[Saved entries]

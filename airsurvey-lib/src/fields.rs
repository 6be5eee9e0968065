//! Comma separated field cursor.

/// Yields successive comma separated tokens from a borrowed line while exposing the
/// portion of the line not yet consumed.
///
/// Empty tokens are yielded in place, so a token's position in the iteration is its
/// position in the record.
///
/// # Example
/// ```
/// use airsurvey::fields::Fields;
///
/// let mut fields = Fields::new("$TRM,1000,23.5,");
/// assert_eq!(fields.next(), Some("$TRM"));
/// assert_eq!(fields.remainder(), Some("1000,23.5,"));
/// assert_eq!(fields.next(), Some("1000"));
/// assert_eq!(fields.next(), Some("23.5"));
/// assert_eq!(fields.next(), Some(""));
/// assert_eq!(fields.next(), None);
/// ```
#[derive(Debug, Clone)]
pub struct Fields<'a> {
    rest: Option<&'a str>,
}

impl<'a> Fields<'a> {
    pub const DELIMITER: char = ',';

    #[must_use]
    pub fn new(line: &'a str) -> Self {
        Fields { rest: Some(line) }
    }

    /// The unconsumed part of the line, or `None` if the last token has been yielded,
    /// i.e., there was no delimiter after it.
    #[must_use]
    pub fn remainder(&self) -> Option<&'a str> {
        self.rest
    }
}

impl<'a> Iterator for Fields<'a> {
    type Item = &'a str;

    fn next(&mut self) -> Option<Self::Item> {
        let rest = self.rest?;
        match rest.split_once(Self::DELIMITER) {
            Some((token, tail)) => {
                self.rest = Some(tail);
                Some(token)
            }
            None => {
                self.rest = None;
                Some(rest)
            }
        }
    }
}
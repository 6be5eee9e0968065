/// Little-endian field reader over a byte slice.
///
/// Values are assembled from individual bytes so decoding does not depend on host
/// endianness or alignment. Callers must ensure the slice is long enough for the reads
/// they perform.
pub(crate) struct Cursor<'a> {
    dat: &'a [u8],
    offset: usize,
}

impl<'a> Cursor<'a> {
    pub fn at(dat: &'a [u8], offset: usize) -> Self {
        Cursor { dat, offset }
    }

    pub fn read_u16_le(&mut self) -> u16 {
        let o = self.offset;
        self.offset += 2;
        u16::from_le_bytes([self.dat[o], self.dat[o + 1]])
    }

    pub fn read_u32_le(&mut self) -> u32 {
        let o = self.offset;
        self.offset += 4;
        u32::from_le_bytes([self.dat[o], self.dat[o + 1], self.dat[o + 2], self.dat[o + 3]])
    }
}

#[cfg(test)]
mod tests {
    use super::*;

    #[test]
    fn reads_advance_offset() {
        let dat = [0x01, 0x02, 0x03, 0x04, 0x05, 0x06];
        let mut cur = Cursor::at(&dat, 0);
        assert_eq!(cur.read_u16_le(), 0x0201);
        assert_eq!(cur.read_u32_le(), 0x0605_0403);
        assert_eq!(cur.offset, 6);
    }

    #[test]
    fn lowest_offset_is_least_significant() {
        let dat = [0xff, 0x00, 0x00, 0x80];
        assert_eq!(Cursor::at(&dat, 0).read_u32_le(), 0x8000_00ff);
        assert_eq!(Cursor::at(&dat, 2).read_u16_le(), 0x8000);
    }
}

Exercise requirements – Quote every record above exactly.

Output for this exercise –
filename airsurvey-lib/src/fields.rs
repository 6be5eee9e0968065
//! Comma separated field cursor.

/// Yields successive comma separated tokens from a borrowed line while exposing the
/// portion of the line not yet consumed.
///
/// Empty tokens are yielded in place, so a token's position in the iteration is its
/// position in the record.
///
/// # Example
/// ```
/// use airsurvey::fields::Fields;
///
/// let mut fields = Fields::new("$TRM,1000,23.5,");
/// assert_eq!(fields.next(), Some("$TRM"));
/// assert_eq!(fields.remainder(), Some("1000,23.5,"));
/// assert_eq!(fields.next(), Some("1000"));
/// assert_eq!(fields.next(), Some("23.5"));
/// assert_eq!(fields.next(), Some(""));
/// assert_eq!(fields.next(), None);
/// ```
#[derive(Debug, Clone)]
pub struct Fields<'a> {
    rest: Option<&'a str>,
}

impl<'a> Fields<'a> {
    pub const DELIMITER: char = ',';

    #[must_use]
    pub fn new(line: &'a str) -> Self {
        Fields { rest: Some(line) }
    }

    /// The unconsumed part of the line, or `None` if the last token has been yielded,
    /// i.e., there was no delimiter after it.
    #[must_use]
    pub fn remainder(&self) -> Option<&'a str> {
        self.rest
    }
}

impl<'a> Iterator for Fields<'a> {
    type Item = &'a str;

    fn next(&mut self) -> Option<Self::Item> {
        let rest = self.rest?;
        match rest.split_once(Self::DELIMITER) {
            Some((token, tail)) => {
                self.rest = Some(tail);
                Some(token)
            }
            None => {
                self.rest = None;
                Some(rest)
            }
        }
    }
}
repository 6be5eee9e0968065
/// Little-endian field reader over a byte slice.
///
/// Values are assembled from individual bytes so decoding does not depend on host
/// endianness or alignment. Callers must ensure the slice is long enough for the reads
/// they perform.
pub(crate) struct Cursor<'a> {
    dat: &'a [u8],
    offset: usize,
}

impl<'a> Cursor<'a> {
    pub fn at(dat: &'a [u8], offset: usize) -> Self {
        Cursor { dat, offset }
    }

    pub fn read_u16_le(&mut self) -> u16 {
        let o = self.offset;
        self.offset += 2;
        u16::from_le_bytes([self.dat[o], self.dat[o + 1]])
    }

    pub fn read_u32_le(&mut self) -> u32 {
        let o = self.offset;
        self.offset += 4;
        u32::from_le_bytes([self.dat[o], self.dat[o + 1], self.dat[o + 2], self.dat[o + 3]])
    }
}

#[cfg(test)]
mod tests {
    use super::*;

    #[test]
    fn reads_advance_offset() {
        let dat = [0x01, 0x02, 0x03, 0x04, 0x05, 0x06];
        let mut cur = Cursor::at(&dat, 0);
        assert_eq!(cur.read_u16_le(), 0x0201);
        assert_eq!(cur.read_u32_le(), 0x0605_0403);
        assert_eq!(cur.offset, 6);
    }

    #[test]
    fn lowest_offset_is_least_significant() {
        let dat = [0xff, 0x00, 0x00, 0x80];
        assert_eq!(Cursor::at(&dat, 0).read_u32_le(), 0x8000_00ff);
        assert_eq!(Cursor::at(&dat, 2).read_u16_le(), 0x8000);
    }
}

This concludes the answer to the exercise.